Negative Zen

September 13, 2012 § Leave a comment

So I’m on the job today.  A conference was presented about the next new thing and how we need to reevaluate our work and how we approach it.  Websites were distributed; links were followed.  As is usually the case, many of us walked out saying things like, did you get any of that?  Or, how is this any different?

I suppose the feeling of being overloaded at work is not new.  And it’s not like today’s workers aren’t used to change.  Ever since Henry Ford first flipped the switch on the assembly line,  people everywhere have been expected  to update skills and take on new mindsets constantly.   And people, in general, extol this trend.  But it reminds me of something.

Back in the fifties or sixties (roughly, I’m not even googling that date; I’m just going from memory), the suburbs erupted.  Remember that?  Strip malls; housing tracts; roads with three lanes on each side.  Wooded areas were mercilessly bulldozed; neighborhoods were born.  Some people called it “progress.”

Populations grew; cities condensed into the suburbs; rural areas waned.  And it became normal for people to live lives that depended on a single stream of income; income that more likely than not depended on a very small set of specialized skills.  All needs and wants could be satisfied by trading one’s time and specialized skill set for money.  Having money meant you had everything because it meant you could buy anything.  Some people called it “progress.”
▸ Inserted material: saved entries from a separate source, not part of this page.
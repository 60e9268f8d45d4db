//! Conversions between decimal amounts and on-chain integer units

use crate::{Error, Result};
use alloy::primitives::U256;
use rust_decimal::{Decimal, RoundingStrategy};

/// Decimals of the base currency (BNB) and of bonding-curve tokens
pub const BASE_DECIMALS: u32 = 18;

/// Convert a decimal amount to integer units, truncating extra precision
pub fn to_base_units(amount: Decimal, decimals: u32) -> Result<U256> {
    if amount < Decimal::ZERO {
        return Err(Error::InvalidArgument(format!(
            "Amount cannot be negative: {}",
            amount
        )));
    }

    let truncated = amount.round_dp_with_strategy(decimals, RoundingStrategy::ToZero);
    let mantissa = u128::try_from(truncated.mantissa())
        .map_err(|_| Error::InvalidArgument(format!("Amount out of range: {}", amount)))?;
    let shift = decimals - truncated.scale();

    Ok(U256::from(mantissa) * U256::from(10u64).pow(U256::from(shift)))
}

/// Convert a base-currency amount to wei
pub fn to_wei(amount: Decimal) -> Result<U256> {
    to_base_units(amount, BASE_DECIMALS)
}

/// Convert integer units back to a decimal, if it fits in a `Decimal`
pub fn from_base_units(value: U256, decimals: u32) -> Option<Decimal> {
    let raw = i128::try_from(u128::try_from(value).ok()?).ok()?;
    Decimal::try_from_i128_with_scale(raw, decimals)
        .ok()
        .map(|d| d.normalize())
}

/// Convert wei to a base-currency decimal
pub fn from_wei(value: U256) -> Option<Decimal> {
    from_base_units(value, BASE_DECIMALS)
}

/// Format a U256 value with decimals
pub fn format_units(value: U256, decimals: u32) -> String {
    if value.is_zero() {
        return "0".to_string();
    }

    let divisor = U256::from(10).pow(U256::from(decimals));
    let whole = value / divisor;
    let remainder = value % divisor;

    if remainder.is_zero() {
        return whole.to_string();
    }

    let remainder_str = format!("{:0>width$}", remainder, width = decimals as usize);
    let trimmed = remainder_str.trim_end_matches('0');
    format!("{}.{}", whole, trimmed)
}

/// Shorten an address or hash for log lines (`0x12345678...`)
pub fn short(value: &impl std::fmt::Display, len: usize) -> String {
    let s = value.to_string();
    if s.len() <= len {
        return s;
    }
    format!("{}...", &s[..len])
}
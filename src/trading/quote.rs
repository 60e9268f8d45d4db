//! Slippage-bounded quotes

use alloy::primitives::U256;

/// Expected output and the minimum accepted after slippage
#[derive(Debug, Clone, Copy, PartialEq, Eq)]
pub struct Quote {
    pub expected_out: U256,
    pub min_out: U256,
}

impl Quote {
    /// `min_out = expected_out * (100 - tolerance) / 100`, truncated
    ///
    /// Tolerances above 100 are clamped to 100.
    pub fn new(expected_out: U256, tolerance_percent: u8) -> Self {
        let tolerance = tolerance_percent.min(100);
        let min_out = expected_out * U256::from(100 - tolerance) / U256::from(100);
        Self {
            expected_out,
            min_out,
        }
    }
}
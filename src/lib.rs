//! Token Volume Booster
//!
//! Generates trading activity for a BNB Chain token from a pool of wallets:
//! - Detects whether the token trades on the four.meme bonding curve or on
//!   PancakeSwap V2
//! - Runs a randomized buy/sell loop with slippage-bounded trades
//! - Launches new tokens on the bonding curve
//! - Executes ordered transaction bundles from a single signer
//!
//! # Security Model
//!
//! - Private keys are held as `SecretString` until they are moved into
//!   alloy's signer and are never logged or serialized
//! - Every state-changing call carries the configured gas limit and price

pub mod bundler;
pub mod config;
pub mod contracts;
pub mod gateway;
pub mod launcher;
pub mod report;
pub mod trading;
pub mod units;
pub mod wallet;

mod error;

// Re-export commonly used types
pub use bundler::{BundleTransaction, TransactionBundler, TransactionSender};
pub use config::{Config, KeyMaterial, RpcConfig};
pub use error::{Error, Result};
pub use gateway::{ExchangeGateway, TokenMetadata, Venue};
pub use launcher::{LaunchReport, TokenLauncher};
pub use trading::{SessionHandle, TradeExecutor, VenueRouter, VolumeSession, VolumeStats};
pub use wallet::{TradingWallet, WalletPool};
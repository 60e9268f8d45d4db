//! Contract bindings for the venues and ERC-20 tokens
//!
//! ABI encoding and the `eth_call`/`eth_sendTransaction` plumbing are
//! generated by `alloy::sol!`.

alloy::sol! {
    #[sol(rpc)]
    interface IERC20 {
        function name() external view returns (string memory);
        function symbol() external view returns (string memory);
        function decimals() external view returns (uint8);
        function totalSupply() external view returns (uint256);
        function balanceOf(address owner) external view returns (uint256 balance);
        function allowance(address owner, address spender) external view returns (uint256);
        function approve(address spender, uint256 amount) external returns (bool);
    }

    #[sol(rpc)]
    interface IPancakeRouter {
        function getAmountsOut(uint amountIn, address[] calldata path)
            external
            view
            returns (uint[] memory amounts);

        function swapExactETHForTokens(
            uint amountOutMin,
            address[] calldata path,
            address to,
            uint deadline
        ) external payable returns (uint[] memory amounts);

        function swapExactTokensForETH(
            uint amountIn,
            uint amountOutMin,
            address[] calldata path,
            address to,
            uint deadline
        ) external returns (uint[] memory amounts);
    }

    #[sol(rpc)]
    interface IFourMemeFactory {
        function createToken(
            string calldata name,
            string calldata symbol,
            string calldata description,
            string calldata logoUrl
        ) external payable returns (address token);

        function getBuyQuote(address token, uint256 bnbAmount) external view returns (uint256);
        function getSellQuote(address token, uint256 tokenAmount) external view returns (uint256);

        function buy(address token, uint256 minTokensOut) external payable;
        function sell(address token, uint256 tokenAmount, uint256 minBnbOut) external;
    }
}
//! Exchange gateways
//!
//! One trait, two venues: the four.meme bonding curve and the PancakeSwap
//! V2 router. Both speak the same ERC-20 approve/allowance/balance calls and
//! differ only in how they quote and swap.

mod amm;
mod bonding_curve;
mod erc20;

pub use amm::AmmGateway;
pub use bonding_curve::{token_address_from_logs, BondingCurveGateway, TokenMetadata};
pub use erc20::{token_info, TokenInfo};

use crate::wallet::TradingWallet;
use alloy::hex;
use alloy::network::Ethereum;
use alloy::primitives::{Address, TxHash, U256};
use alloy::providers::PendingTransactionBuilder;
use async_trait::async_trait;
use serde::{Deserialize, Serialize};

/// Seconds added to "now" for AMM swap deadlines
pub const SWAP_DEADLINE_SECS: u64 = 600;

/// Trading venue for a token
#[derive(Debug, Clone, Copy, PartialEq, Eq, Hash, Serialize, Deserialize)]
#[serde(rename_all = "snake_case")]
pub enum Venue {
    BondingCurve,
    Amm,
}

impl Venue {
    pub fn name(&self) -> &'static str {
        match self {
            Venue::BondingCurve => "four.meme bonding curve",
            Venue::Amm => "PancakeSwap",
        }
    }
}

impl std::fmt::Display for Venue {
    fn fmt(&self, f: &mut std::fmt::Formatter<'_>) -> std::fmt::Result {
        f.write_str(self.name())
    }
}

/// Error type for venue calls
#[derive(Debug, Clone, thiserror::Error)]
pub enum GatewayError {
    #[error("RPC error: {0}")]
    Rpc(String),

    #[error("execution reverted: {0}")]
    Reverted(String),

    #[error("transaction {0} reverted on-chain")]
    FailedOnChain(TxHash),

    #[error("unexpected response: {0}")]
    Decode(String),
}

impl GatewayError {
    /// Classify a provider or contract error
    pub fn from_rpc(err: impl std::fmt::Display) -> Self {
        let message = err.to_string();
        if message.contains("execution reverted") {
            GatewayError::Reverted(parse_revert_reason(&message))
        } else {
            GatewayError::Rpc(message)
        }
    }
}

/// Gas settings attached to every state-changing call
#[derive(Debug, Clone, Copy, PartialEq, Eq)]
pub struct GasSettings {
    /// Legacy gas price in wei
    pub gas_price: u128,
    pub gas_limit: u64,
}

/// Venue operations used by the trade executor
///
/// `unit_price` quotes one whole token (10^18 units) in base currency and is
/// what venue detection probes.
#[async_trait]
pub trait ExchangeGateway: Send + Sync {
    fn venue(&self) -> Venue;

    /// Contract that pulls tokens on sells and therefore needs an allowance
    fn spender(&self) -> Address;

    async fn unit_price(&self, token: Address, wallet: &TradingWallet) -> Result<U256, GatewayError>;

    /// Expected tokens out for `amount_in` wei
    async fn quote_buy(
        &self,
        token: Address,
        amount_in: U256,
        wallet: &TradingWallet,
    ) -> Result<U256, GatewayError>;

    /// Expected wei out for `amount_in` tokens
    async fn quote_sell(
        &self,
        token: Address,
        amount_in: U256,
        wallet: &TradingWallet,
    ) -> Result<U256, GatewayError>;

    async fn buy(
        &self,
        token: Address,
        amount_in: U256,
        min_out: U256,
        wallet: &TradingWallet,
    ) -> Result<TxHash, GatewayError>;

    async fn sell(
        &self,
        token: Address,
        amount_in: U256,
        min_out: U256,
        wallet: &TradingWallet,
    ) -> Result<TxHash, GatewayError>;

    async fn token_balance(
        &self,
        token: Address,
        wallet: &TradingWallet,
    ) -> Result<U256, GatewayError> {
        erc20::balance_of(token, wallet).await
    }

    /// Allowance granted by `wallet` to [`ExchangeGateway::spender`]
    async fn allowance(&self, token: Address, wallet: &TradingWallet) -> Result<U256, GatewayError> {
        erc20::allowance(token, self.spender(), wallet).await
    }

    async fn approve(
        &self,
        token: Address,
        amount: U256,
        wallet: &TradingWallet,
    ) -> Result<TxHash, GatewayError>;
}

/// Wait for one confirmation and check the receipt status
pub async fn confirm(pending: PendingTransactionBuilder<Ethereum>) -> Result<TxHash, GatewayError> {
    let tx_hash = *pending.tx_hash();
    tracing::debug!(tx = %tx_hash, "Transaction sent, waiting for confirmation");

    let receipt = pending
        .with_required_confirmations(1)
        .get_receipt()
        .await
        .map_err(GatewayError::from_rpc)?;

    if !receipt.status() {
        return Err(GatewayError::FailedOnChain(tx_hash));
    }
    Ok(tx_hash)
}

/// Unix deadline for AMM swaps
pub(crate) fn swap_deadline() -> U256 {
    let now = chrono::Utc::now().timestamp().max(0) as u64;
    U256::from(now + SWAP_DEADLINE_SECS)
}

/// Parse revert reason from RPC error message
///
/// Falls back to the full message when no reason can be extracted.
fn parse_revert_reason(error: &str) -> String {
    const REVERTED: &str = "execution reverted";

    if let Some(start) = error.find("revert: ") {
        let reason = &error[start + 8..];
        let reason = reason.split('"').next().unwrap_or(reason).trim();
        if !reason.is_empty() {
            return reason.to_string();
        }
    }

    if let Some(start) = error.find("0x08c379a0") {
        // Error(string) selector
        let hex_data = &error[start..];
        let end = hex_data
            .find(|c: char| !c.is_ascii_hexdigit() && c != 'x')
            .unwrap_or(hex_data.len());
        let data = &hex_data[..end];
        if data.len() > 138 {
            if let Ok(decoded) = hex::decode(&data[138..]) {
                let filtered: Vec<u8> = decoded.into_iter().filter(|&b| b != 0).collect();
                if let Ok(s) = String::from_utf8(filtered) {
                    return s;
                }
            }
        }
    }

    if let Some(start) = error.find(REVERTED) {
        let reason = error[start + REVERTED.len()..]
            .trim_start_matches(':')
            .split(", data:")
            .next()
            .unwrap_or_default()
            .trim()
            .trim_matches('"');
        if !reason.is_empty() {
            return reason.to_string();
        }
    }

    error.to_string()
}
Couple all the above with the explosive growth of technology and its invasive, pervasive hold on our lives, and you have even more  “progress.”  What I’ve always wondered, however, is why.  Why people think we have progressed just because we can talk to someone or look something up or send a message to someone whenever we want.  Why folks think today’s kids have progressed so much just because they can operate any new piece of electronics that comes down the pike.  It’s not like everyone who uses the devices has some special talent.  It’s not like pressing some buttons on a gadget that is engineered to be easy to use means you’re gifted.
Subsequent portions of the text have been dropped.